**TASK PROMPT**
Write out, word for word, only the data from its first line to the line containing "at construction; all".

**PROVIDED DATA**
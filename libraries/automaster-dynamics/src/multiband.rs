//! Multiband compressor: split, compress each band, sum

use automaster_core::{ConfigError, MAX_CHANNELS};

use crate::compressor::{BandCompressor, CompressorState};
use crate::error::{DynamicsError, Result};
use crate::settings::DynamicsSettings;
use crate::splitter::BandSplitter;
use crate::MAX_BANDS;

/// One frequency band of the multiband processor
#[derive(Debug, Clone, Copy, PartialEq)]
pub struct Band {
    /// Display name derived from the band's range
    pub name: &'static str,
    /// Lower edge in Hz (inclusive)
    pub low_hz: f64,
    /// Upper edge in Hz (exclusive)
    pub high_hz: f64,
    /// Dynamics settings
    pub settings: DynamicsSettings,
    /// Manually adjusted bands ignore material recommendations
    pub manual_override: bool,
}

/// Pick a display name from the upper edge of a band
pub fn band_name(high_hz: f64) -> &'static str {
    match high_hz {
        f if f <= 100.0 => "Sub",
        f if f <= 300.0 => "Bass",
        f if f <= 800.0 => "Low-Mid",
        f if f <= 2_500.0 => "Mid",
        f if f <= 7_000.0 => "Upper-Mid",
        f if f <= 13_000.0 => "Presence",
        _ => "Air",
    }
}

/// Multiband compressor
///
/// Owns the band splitter, one [`BandCompressor`] per band and the band
/// settings. Band count and channel count are fixed at construction; all
/// per-frame scratch lives on the stack, so processing never allocates.
#[derive(Debug, Clone)]
pub struct MultibandCompressor {
    splitter: BandSplitter,
    bands: Vec<Band>,
    compressors: Vec<BandCompressor>,
}

impl MultibandCompressor {
    /// Create a processor for the given layout and per-band settings
    pub fn new(
        sample_rate: u32,
        channels: usize,
        crossovers: &[f64],
        settings: &[DynamicsSettings],
    ) -> Result<Self> {
        let splitter = BandSplitter::new(sample_rate, channels, crossovers)?;
        Self::with_splitter(splitter, settings)
    }

    /// Create a processor around an existing splitter
    pub fn with_splitter(splitter: BandSplitter, settings: &[DynamicsSettings]) -> Result<Self> {
        check_settings(splitter.band_count(), settings)?;

        let bands = splitter
            .band_ranges()
            .into_iter()
            .zip(settings.iter())
            .map(|((low_hz, high_hz), &settings)| Band {
                name: band_name(high_hz),
                low_hz,
                high_hz,
                settings,
                manual_override: false,
            })
            .collect();
        let compressors = (0..splitter.band_count())
            .map(|_| BandCompressor::new(splitter.sample_rate()))
            .collect();

        Ok(Self {
            splitter,
            bands,
            compressors,
        })
    }

    /// Process one frame in place (one f64 sample per channel)
    #[inline]
    pub fn process_frame(&mut self, frame: &mut [f64]) {
        let channels = frame.len().min(self.splitter.channels());
        let band_count = self.bands.len();
        let mut split = [[0.0_f64; MAX_BANDS]; MAX_CHANNELS];

        for (ch, bands) in split.iter_mut().enumerate().take(channels) {
            self.splitter.split(ch, frame[ch], bands);
        }

        let mut band_frame = [0.0_f64; MAX_CHANNELS];
        for (b, (compressor, band)) in self
            .compressors
            .iter_mut()
            .zip(self.bands.iter())
            .enumerate()
        {
            for (dst, bands) in band_frame.iter_mut().zip(split.iter()).take(channels) {
                *dst = bands[b];
            }
            compressor.process_frame(&mut band_frame[..channels], &band.settings);
            for (src, bands) in band_frame.iter().zip(split.iter_mut()).take(channels) {
                bands[b] = *src;
            }
        }

        for (sample, bands) in frame.iter_mut().zip(split.iter()).take(channels) {
            *sample = bands[..band_count].iter().sum();
        }
    }

    /// Process interleaved f32 samples in place
    pub fn process_interleaved(&mut self, samples: &mut [f32]) {
        let channels = self.splitter.channels();
        let mut frame = [0.0_f64; MAX_CHANNELS];
        for chunk in samples.chunks_exact_mut(channels) {
            for (dst, &src) in frame.iter_mut().zip(chunk.iter()) {
                *dst = f64::from(src);
            }
            self.process_frame(&mut frame[..channels]);
            for (dst, &src) in chunk.iter_mut().zip(frame.iter()) {
                *dst = src as f32;
            }
        }
    }

    /// Replace the settings of one band
    pub fn set_band_settings(&mut self, index: usize, settings: DynamicsSettings) -> Result<()> {
        settings.validate()?;
        let count = self.bands.len();
        let band = self
            .bands
            .get_mut(index)
            .ok_or(DynamicsError::BandIndex { index, count })?;
        band.settings = settings;
        Ok(())
    }

    /// Replace the settings of every band at once
    ///
    /// Nothing changes unless all settings are valid and the count matches.
    pub fn set_all_settings(&mut self, settings: &[DynamicsSettings]) -> Result<()> {
        check_settings(self.bands.len(), settings)?;
        for (band, &settings) in self.bands.iter_mut().zip(settings.iter()) {
            band.settings = settings;
        }
        Ok(())
    }

    /// Mark a band as manually adjusted (or clear the mark)
    pub fn set_manual_override(&mut self, index: usize, manual: bool) -> Result<()> {
        let count = self.bands.len();
        let band = self
            .bands
            .get_mut(index)
            .ok_or(DynamicsError::BandIndex { index, count })?;
        band.manual_override = manual;
        Ok(())
    }

    /// Apply recommended attack/release times to every band without a manual
    /// override, returning how many bands changed
    pub fn apply_timing(&mut self, attack_s: f64, release_s: f64) -> Result<usize> {
        DynamicsSettings::new()
            .with_timing(attack_s, release_s)
            .validate()?;

        let mut updated = 0;
        for band in self.bands.iter_mut().filter(|band| !band.manual_override) {
            let settings = band.settings.with_timing(attack_s, release_s);
            if settings != band.settings {
                band.settings = settings;
                updated += 1;
            }
        }
        Ok(updated)
    }

    /// Swap in a splitter with different crossovers
    ///
    /// The band count, channel count and sample rate must match the current
    /// layout. Returns the previous splitter so the caller decides where it is
    /// dropped.
    pub fn replace_splitter(&mut self, mut splitter: BandSplitter) -> Result<BandSplitter> {
        self.swap_splitter(&mut splitter)?;
        Ok(splitter)
    }

    /// Exchange the current splitter with `splitter` in place
    ///
    /// On success `splitter` holds the previous one. Nothing is allocated or
    /// dropped, so this is safe to call from the audio thread.
    pub fn swap_splitter(&mut self, splitter: &mut BandSplitter) -> Result<()> {
        self.check_splitter(splitter)?;
        std::mem::swap(&mut self.splitter, splitter);
        for (index, band) in self.bands.iter_mut().enumerate() {
            if let Some((low_hz, high_hz)) = self.splitter.band_range(index) {
                band.low_hz = low_hz;
                band.high_hz = high_hz;
                band.name = band_name(high_hz);
            }
        }
        Ok(())
    }

    /// Check that a splitter can replace the current one
    pub fn check_splitter(&self, splitter: &BandSplitter) -> Result<()> {
        if splitter.band_count() != self.bands.len() {
            return Err(ConfigError::BandCountMismatch {
                expected: self.bands.len(),
                actual: splitter.band_count(),
            }
            .into());
        }
        if splitter.channels() != self.splitter.channels() {
            return Err(ConfigError::InvalidChannelCount(splitter.channels()).into());
        }
        if splitter.sample_rate() != self.splitter.sample_rate() {
            return Err(ConfigError::InvalidSampleRate(splitter.sample_rate()).into());
        }
        Ok(())
    }

    /// Gain reduction of one band in dB (0 for unknown bands)
    pub fn gain_reduction_db(&self, band: usize) -> f64 {
        self.compressors
            .get(band)
            .map_or(0.0, BandCompressor::gain_reduction_db)
    }

    /// Copy per-band gain reduction into `out`, returning how many were written
    pub fn gain_reductions(&self, out: &mut [f64]) -> usize {
        let mut written = 0;
        for (dst, compressor) in out.iter_mut().zip(self.compressors.iter()) {
            *dst = compressor.gain_reduction_db();
            written += 1;
        }
        written
    }

    /// State of one band's compressor
    pub fn band_state(&self, band: usize) -> Option<CompressorState> {
        self.compressors.get(band).map(BandCompressor::state)
    }

    /// Bands with their current settings
    pub fn bands(&self) -> &[Band] {
        &self.bands
    }

    /// Number of bands
    pub fn band_count(&self) -> usize {
        self.bands.len()
    }

    /// Number of channels
    pub fn channels(&self) -> usize {
        self.splitter.channels()
    }

    /// The current splitter
    pub fn splitter(&self) -> &BandSplitter {
        &self.splitter
    }

    /// Flush filter and envelope state
    pub fn reset(&mut self) {
        self.splitter.reset();
        for compressor in &mut self.compressors {
            compressor.reset();
        }
    }
}

fn check_settings(band_count: usize, settings: &[DynamicsSettings]) -> Result<()> {
    if settings.len() != band_count {
        return Err(ConfigError::BandCountMismatch {
            expected: band_count,
            actual: settings.len(),
        }
        .into());
    }
    for settings in settings {
        settings.validate()?;
    }
    Ok(())
}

**RESPONSE TO THIS EXERCISE**
filename libraries/automaster-dynamics/src/multiband.rs
//! Multiband compressor: split, compress each band, sum

use automaster_core::{ConfigError, MAX_CHANNELS};

use crate::compressor::{BandCompressor, CompressorState};
use crate::error::{DynamicsError, Result};
use crate::settings::DynamicsSettings;
use crate::splitter::BandSplitter;
use crate::MAX_BANDS;

/// One frequency band of the multiband processor
#[derive(Debug, Clone, Copy, PartialEq)]
pub struct Band {
    /// Display name derived from the band's range
    pub name: &'static str,
    /// Lower edge in Hz (inclusive)
    pub low_hz: f64,
    /// Upper edge in Hz (exclusive)
    pub high_hz: f64,
    /// Dynamics settings
    pub settings: DynamicsSettings,
    /// Manually adjusted bands ignore material recommendations
    pub manual_override: bool,
}

/// Pick a display name from the upper edge of a band
pub fn band_name(high_hz: f64) -> &'static str {
    match high_hz {
        f if f <= 100.0 => "Sub",
        f if f <= 300.0 => "Bass",
        f if f <= 800.0 => "Low-Mid",
        f if f <= 2_500.0 => "Mid",
        f if f <= 7_000.0 => "Upper-Mid",
        f if f <= 13_000.0 => "Presence",
        _ => "Air",
    }
}

/// Multiband compressor
///
/// Owns the band splitter, one [`BandCompressor`] per band and the band
/// settings. Band count and channel count are fixed at construction; all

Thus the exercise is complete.